**Problem statement:** Across the entries below, how many lines contain the word "like"? Give the number alone.

**Data in this exercise:**
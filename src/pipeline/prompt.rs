//! Prompt templates for pipeline stages

use std::path::Path;

use crate::providers::search::SearchHit;
use crate::types::report::StageOutput;

use super::stage::{render_template, StageKind, StageSpec};

/// Leading line the verifier must emit so rejection can be gated on
/// mechanically rather than by parsing prose.
pub const VERDICT_PREFIX: &str = "VERDICT:";

/// Prompt builder for stage invocations
pub struct PromptBuilder;

impl PromptBuilder {
    /// Build the system prompt from the agent descriptor
    pub fn build_system_prompt(stage: &StageSpec, file_path: &Path, query: &str) -> String {
        let agent = &stage.agent;
        let mut prompt = String::new();

        prompt.push_str(&format!("You are a {}.\n\n", agent.role));
        prompt.push_str(&format!(
            "Your goal: {}\n\n",
            render_template(&agent.goal, file_path, query)
        ));
        prompt.push_str(&format!("Background: {}\n", agent.backstory));

        prompt
    }

    /// Build the task prompt for one stage invocation
    ///
    /// `upstream` carries the outputs of exactly the stages this one declares
    /// in `depends_on`, in pipeline order.
    pub fn build_stage_prompt(
        stage: &StageSpec,
        file_path: &Path,
        query: &str,
        document_text: &str,
        upstream: &[&StageOutput],
        search_hits: &[SearchHit],
    ) -> String {
        let mut prompt = String::new();

        prompt.push_str("## Task\n\n");
        prompt.push_str(&stage.render_description(file_path, query));
        prompt.push_str("\n\n");

        prompt.push_str("## Expected Output\n\n");
        prompt.push_str(&stage.expected_output);
        prompt.push_str("\n\n");

        prompt.push_str("## Financial Document Content\n\n");
        prompt.push_str(document_text);
        prompt.push_str("\n\n");

        if !search_hits.is_empty() {
            prompt.push_str("## Web Search Results\n\n");
            prompt.push_str(&Self::format_search_hits(search_hits));
            prompt.push('\n');
        }

        for output in upstream {
            prompt.push_str(&format!("## Upstream Result: {}\n\n", output.role));
            prompt.push_str(&output.text);
            prompt.push_str("\n\n");
        }

        prompt.push_str(&format!("## User Query\n\n{}\n", query));

        if stage.kind == StageKind::Verification {
            prompt.push_str(&format!(
                "\nBegin your response with a single line reading either \
                 '{prefix} APPROVED' or '{prefix} REJECTED', then explain your verdict. \
                 If the document content looks like an extraction error message or \
                 contains no financial data, reject it.\n",
                prefix = VERDICT_PREFIX
            ));
        }

        prompt
    }

    /// Format search hits for inclusion in a stage prompt
    fn format_search_hits(hits: &[SearchHit]) -> String {
        hits.iter()
            .enumerate()
            .map(|(i, hit)| {
                format!("[{}] {} ({})\n{}\n", i + 1, hit.title, hit.link, hit.snippet)
            })
            .collect::<Vec<_>>()
            .join("\n")
    }
}

/// Whether a verification output carries a rejection verdict
pub fn is_rejection(verification_text: &str) -> bool {
    let Some(line) = verification_text.lines().next() else {
        return false;
    };
    let line = line.trim();
    let Some(head) = line.get(..VERDICT_PREFIX.len()) else {
        return false;
    };
    head.eq_ignore_ascii_case(VERDICT_PREFIX)
        && line[VERDICT_PREFIX.len()..]
            .trim()
            .to_ascii_uppercase()
            .starts_with("REJECTED")
}

#[cfg(test)]
mod tests {
    use super::*;
    use crate::pipeline::stage::stages;
    use std::path::PathBuf;

    fn stage(kind: StageKind) -> StageSpec {
        stages().into_iter().find(|s| s.kind == kind).unwrap()
    }

    #[test]
    fn system_prompt_renders_goal_query() {
        let analysis = stage(StageKind::Analysis);
        let system = PromptBuilder::build_system_prompt(
            &analysis,
            &PathBuf::from("report.pdf"),
            "how are margins trending?",
        );
        assert!(system.contains("Senior Financial Analyst"));
        assert!(system.contains("how are margins trending?"));
        assert!(!system.contains("{query}"));
    }

    #[test]
    fn stage_prompt_includes_document_and_upstream() {
        let advisory = stage(StageKind::Advisory);
        let analysis_out = StageOutput::new(
            StageKind::Analysis,
            "Senior Financial Analyst",
            "revenue grew 12%",
        );
        let risk_out = StageOutput::new(
            StageKind::RiskAssessment,
            "Risk Assessment Expert",
            "high leverage risk",
        );

        let prompt = PromptBuilder::build_stage_prompt(
            &advisory,
            &PathBuf::from("report.pdf"),
            "should I invest?",
            "Revenue\nUp 10%\n",
            &[&analysis_out, &risk_out],
            &[],
        );

        assert!(prompt.contains("Revenue\nUp 10%"));
        assert!(prompt.contains("revenue grew 12%"));
        assert!(prompt.contains("high leverage risk"));
        assert!(prompt.contains("should I invest?"));
    }

    #[test]
    fn verification_prompt_demands_a_verdict_line() {
        let verification = stage(StageKind::Verification);
        let prompt = PromptBuilder::build_stage_prompt(
            &verification,
            &PathBuf::from("report.pdf"),
            "is this legit?",
            "some text\n",
            &[],
            &[],
        );
        assert!(prompt.contains("VERDICT: APPROVED"));
        assert!(prompt.contains("VERDICT: REJECTED"));
    }

    #[test]
    fn rejection_detection_reads_only_the_first_line() {
        assert!(is_rejection("VERDICT: REJECTED\nNot a financial filing."));
        assert!(is_rejection("verdict: rejected"));
        assert!(!is_rejection("VERDICT: APPROVED\nLooks like a 10-K."));
        assert!(!is_rejection("The verdict is that this is REJECTED."));
        assert!(!is_rejection(""));
    }
}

**Solution to this exercise:** 2